Persatuan Bangsa-Bangsa (PBB) mencatat, lebih dari satu miliar orang hidup dalam kemiskinan akut di seluruh dunia. Separuh dari jumlah tersebut mengalami kemiskinan ekstrem yaitu anak-anak yang berusia di bawah 18 tahun. Angka tersebut mencapai 27,9% dari seluruh anak di dunia dan dua kali lipat jumlah yang dialami oleh orang dewasa yaitu 13,5%.
(UNDP) dan Oxford Poverty and Human Development Initiative (OPHI), menerbitkan indeks kemiskinan tahunan sejak tahun 2010 dengan mengumpulkan data dari 112 negara dengan populasi gabungan 6,3 miliar orang.

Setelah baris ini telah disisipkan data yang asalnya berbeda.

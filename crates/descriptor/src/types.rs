//! Typed structs for the descriptor representation of a parsed schema.
//!
//! These types are independent of any wire format. Declaration order of
//! messages, enums, fields and enum values is preserved exactly as written
//! in the source; nothing here sorts or deduplicates.

use serde::{Deserialize, Serialize};

// ── Field kinds ─────────────────────────────────────────────────────

/// One of the fifteen primitive field types.
#[derive(Debug, Clone, Copy, Serialize, Deserialize, PartialEq, Eq, Hash)]
#[serde(rename_all = "UPPERCASE")]
pub enum ScalarKind {
    Double,
    Float,
    Int64,
    Uint64,
    Int32,
    Fixed64,
    Fixed32,
    Bool,
    String,
    Bytes,
    Uint32,
    Sfixed32,
    Sfixed64,
    Sint32,
    Sint64,
}

impl ScalarKind {
    /// Every scalar kind, in no particular order.
    pub const ALL: [ScalarKind; 15] = [
        ScalarKind::Double,
        ScalarKind::Float,
        ScalarKind::Int64,
        ScalarKind::Uint64,
        ScalarKind::Int32,
        ScalarKind::Fixed64,
        ScalarKind::Fixed32,
        ScalarKind::Bool,
        ScalarKind::String,
        ScalarKind::Bytes,
        ScalarKind::Uint32,
        ScalarKind::Sfixed32,
        ScalarKind::Sfixed64,
        ScalarKind::Sint32,
        ScalarKind::Sint64,
    ];

    /// The source keyword for this scalar (e.g. `"int32"`).
    pub fn keyword(self) -> &'static str {
        match self {
            ScalarKind::Double => "double",
            ScalarKind::Float => "float",
            ScalarKind::Int64 => "int64",
            ScalarKind::Uint64 => "uint64",
            ScalarKind::Int32 => "int32",
            ScalarKind::Fixed64 => "fixed64",
            ScalarKind::Fixed32 => "fixed32",
            ScalarKind::Bool => "bool",
            ScalarKind::String => "string",
            ScalarKind::Bytes => "bytes",
            ScalarKind::Uint32 => "uint32",
            ScalarKind::Sfixed32 => "sfixed32",
            ScalarKind::Sfixed64 => "sfixed64",
            ScalarKind::Sint32 => "sint32",
            ScalarKind::Sint64 => "sint64",
        }
    }

    /// Look up a scalar by its source keyword.
    pub fn from_keyword(word: &str) -> Option<ScalarKind> {
        ScalarKind::ALL.into_iter().find(|k| k.keyword() == word)
    }
}

/// The resolved kind of a field: a scalar, or a reference to a named
/// message or enum.
#[derive(Debug, Clone, Copy, Serialize, Deserialize, PartialEq, Eq, Hash)]
#[serde(untagged)]
pub enum FieldKind {
    Scalar(ScalarKind),
    Named(NamedKind),
}

/// Kinds that carry a `type_name`.
#[derive(Debug, Clone, Copy, Serialize, Deserialize, PartialEq, Eq, Hash)]
#[serde(rename_all = "UPPERCASE")]
pub enum NamedKind {
    Message,
    Enum,
}

impl FieldKind {
    pub const MESSAGE: FieldKind = FieldKind::Named(NamedKind::Message);
    pub const ENUM: FieldKind = FieldKind::Named(NamedKind::Enum);

    pub fn is_named(self) -> bool {
        matches!(self, FieldKind::Named(_))
    }
}

impl From<ScalarKind> for FieldKind {
    fn from(k: ScalarKind) -> Self {
        FieldKind::Scalar(k)
    }
}

/// Field cardinality.
#[derive(Debug, Clone, Copy, Serialize, Deserialize, PartialEq, Eq, Hash, Default)]
#[serde(rename_all = "UPPERCASE")]
pub enum Label {
    /// Also used for fields declared without a label keyword.
    #[default]
    Optional,
    Required,
    Repeated,
}

// ── Descriptors ─────────────────────────────────────────────────────

/// A single field of a message.
///
/// `type_name` is present if and only if `kind` is MESSAGE or ENUM; use
/// [`FieldDescriptor::scalar`] and [`FieldDescriptor::named`] to keep that
/// invariant.
#[derive(Debug, Clone, Serialize, Deserialize, PartialEq, Eq)]
pub struct FieldDescriptor {
    pub name: String,
    pub number: i32,
    pub kind: FieldKind,
    #[serde(default, skip_serializing_if = "Option::is_none")]
    pub type_name: Option<String>,
    #[serde(default)]
    pub label: Label,
}

impl FieldDescriptor {
    pub fn scalar(name: impl Into<String>, number: i32, kind: ScalarKind, label: Label) -> Self {
        FieldDescriptor {
            name: name.into(),
            number,
            kind: FieldKind::Scalar(kind),
            type_name: None,
            label,
        }
    }

    pub fn named(
        name: impl Into<String>,
        number: i32,
        kind: NamedKind,
        type_name: impl Into<String>,
        label: Label,
    ) -> Self {
        FieldDescriptor {
            name: name.into(),
            number,
            kind: FieldKind::Named(kind),
            type_name: Some(type_name.into()),
            label,
        }
    }
}

/// A single `name = number` entry of an enum.
#[derive(Debug, Clone, Serialize, Deserialize, PartialEq, Eq)]
pub struct EnumValueDescriptor {
    pub name: String,
    pub number: i32,
}

#[derive(Debug, Clone, Default, Serialize, Deserialize, PartialEq, Eq)]
pub struct EnumDescriptor {
    pub name: String,
    #[serde(default)]
    pub values: Vec<EnumValueDescriptor>,
}

impl EnumDescriptor {
    pub fn new(name: impl Into<String>) -> Self {
        EnumDescriptor {
            name: name.into(),
            values: Vec::new(),
        }
    }

    pub fn value(&self, name: &str) -> Option<&EnumValueDescriptor> {
        self.values.iter().find(|v| v.name == name)
    }
}

#[derive(Debug, Clone, Default, Serialize, Deserialize, PartialEq, Eq)]
pub struct MessageDescriptor {
    pub name: String,
    #[serde(default)]
    pub fields: Vec<FieldDescriptor>,
    #[serde(default)]
    pub nested_messages: Vec<MessageDescriptor>,
    #[serde(default)]
    pub nested_enums: Vec<EnumDescriptor>,
}

impl MessageDescriptor {
    pub fn new(name: impl Into<String>) -> Self {
        MessageDescriptor {
            name: name.into(),
            ..Default::default()
        }
    }

    /// First field with the given name.
    pub fn field(&self, name: &str) -> Option<&FieldDescriptor> {
        self.fields.iter().find(|f| f.name == name)
    }

    pub fn nested_message(&self, name: &str) -> Option<&MessageDescriptor> {
        self.nested_messages.iter().find(|m| m.name == name)
    }

    pub fn nested_enum(&self, name: &str) -> Option<&EnumDescriptor> {
        self.nested_enums.iter().find(|e| e.name == name)
    }
}

/// The descriptor for one source file.
#[derive(Debug, Clone, Default, Serialize, Deserialize, PartialEq, Eq)]
pub struct FileDescriptor {
    pub name: String,
    pub syntax: String,
    #[serde(default, skip_serializing_if = "Option::is_none")]
    pub package: Option<String>,
    /// Import paths in declaration order.
    #[serde(default)]
    pub dependencies: Vec<String>,
    /// Indices into `dependencies` of `import public` statements.
    #[serde(default, skip_serializing_if = "Vec::is_empty")]
    pub public_dependencies: Vec<usize>,
    /// Indices into `dependencies` of `import weak` statements.
    #[serde(default, skip_serializing_if = "Vec::is_empty")]
    pub weak_dependencies: Vec<usize>,
    #[serde(default)]
    pub messages: Vec<MessageDescriptor>,
    #[serde(default)]
    pub enums: Vec<EnumDescriptor>,
}

impl FileDescriptor {
    pub fn new(name: impl Into<String>, syntax: impl Into<String>) -> Self {
        FileDescriptor {
            name: name.into(),
            syntax: syntax.into(),
            ..Default::default()
        }
    }

    /// Top-level message by name.
    pub fn message(&self, name: &str) -> Option<&MessageDescriptor> {
        self.messages.iter().find(|m| m.name == name)
    }

    /// Top-level enum by name.
    pub fn enum_type(&self, name: &str) -> Option<&EnumDescriptor> {
        self.enums.iter().find(|e| e.name == name)
    }
}
//! Validates serialized descriptor sets against the formal schema at
//! schema/descriptor-set-schema.json.

use protodesc_core::{compile_str, parse_all, Config, DescriptorSet, InMemoryProvider, NestingMode};
use std::path::Path;

fn validator() -> jsonschema::Validator {
    let schema_path =
        Path::new(env!("CARGO_MANIFEST_DIR")).join("../../schema/descriptor-set-schema.json");
    let schema_src = std::fs::read_to_string(&schema_path)
        .unwrap_or_else(|e| panic!("Failed to read schema at {}: {}", schema_path.display(), e));
    let schema_value: serde_json::Value = serde_json::from_str(&schema_src).unwrap();
    jsonschema::validator_for(&schema_value)
        .unwrap_or_else(|e| panic!("Failed to compile schema: {}", e))
}

fn assert_valid(label: &str, set: &DescriptorSet) {
    let instance = set.to_json_value();
    let failures: Vec<String> = validator()
        .iter_errors(&instance)
        .map(|e| e.to_string())
        .collect();
    assert!(
        failures.is_empty(),
        "{} does not match the schema:\n{}",
        label,
        failures.join("\n")
    );
}

#[test]
fn fixture_library_output_matches_schema() {
    let root = Path::new(env!("CARGO_MANIFEST_DIR")).join("tests/fixtures");
    let set = parse_all(&[root.join("library"), root.join("bundled")]).unwrap();
    assert_eq!(set.len(), 4);
    assert_valid("fixtures", &set);
}

#[test]
fn flattened_output_matches_schema() {
    let src = r#"syntax = "proto2";
package acme;
message Outer {
  optional Inner inner = 1;
  repeated Kind kinds = 2;
  message Inner { required bytes data = 1; }
  enum Kind { NONE = 0; SOME = -1; }
}"#;
    let provider = InMemoryProvider::new();
    let config = Config::default().with_nesting(NestingMode::Flatten);
    let set = compile_str("outer.proto", src, &provider, &config).unwrap();
    assert_valid("flattened", &set);
}

#[test]
fn public_and_weak_imports_match_schema() {
    let provider = InMemoryProvider::new()
        .with_file("a.proto", "syntax = \"proto3\";")
        .with_file("b.proto", "syntax = \"proto3\";");
    let set = compile_str(
        "main.proto",
        "syntax = \"proto3\";\nimport public \"a.proto\";\nimport weak \"b.proto\";",
        &provider,
        &Config::default(),
    )
    .unwrap();
    let main = set.file("main.proto").unwrap();
    assert_eq!(main.public_dependencies, vec![0]);
    assert_eq!(main.weak_dependencies, vec![1]);
    assert_valid("public/weak", &set);
}

#[test]
fn schema_rejects_named_field_without_type_name() {
    let bad = serde_json::json!({
        "files": [{
            "name": "x.proto",
            "syntax": "proto3",
            "dependencies": [],
            "messages": [{
                "name": "X",
                "fields": [{ "name": "y", "number": 1, "kind": "MESSAGE", "label": "OPTIONAL" }],
                "nested_messages": [],
                "nested_enums": []
            }],
            "enums": []
        }]
    });
    assert!(!validator().is_valid(&bad));
}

Indikatornya adalah kurangnya perumahan yang layak, sanitasi, listrik, bahan bakar memasak, nutrisi dan kebutuhan bersekolah. Indeks Kemiskinan Multidimensi (MPI) 2024 menyatakan, 1,1 miliar orang mengalami kemiskinan multidimensi. Sebanyak 455 juta diantaranya hidup dalam bayang-bayang konflik.
India merupakan negara yang paling banyak mengalami kemiskinan ekstrem hingga mencapai 244 juta orang dari 1,4 miliar populasi. Kemudian negara Pakistan, Ethiopia, Nigeria dan Republik Demokratik Kongo. Kelima negara tersebut mencakup hampir separuh dari jumlah penduduk miskin 1,1 miliar. Pada Maret 2024 penduduk miskin Indonesia sebesar 9,3% dari 25,22 juta jiwa.
Wakil ketua umum Partai Gerindra (Hashim Djojohadikusumo atau adik Presiden Prabowo Subianto) menyoroti masalah kemiskinan di Indonesia. Menurutnya, meskipun pertumbuhan ekonomi mencapai 5 persen, tetapi angka kelas menengah turun hingga 9%.
Hal lain yang cukup memprihatinkan adalah pertumbuhan orang kaya yang cukup pesat. Hal tersebut sangat disayangkan tidak selaras dengan jumlah orang miskin di tanah air. (finance detik.com/Rabu, 23-10-2024.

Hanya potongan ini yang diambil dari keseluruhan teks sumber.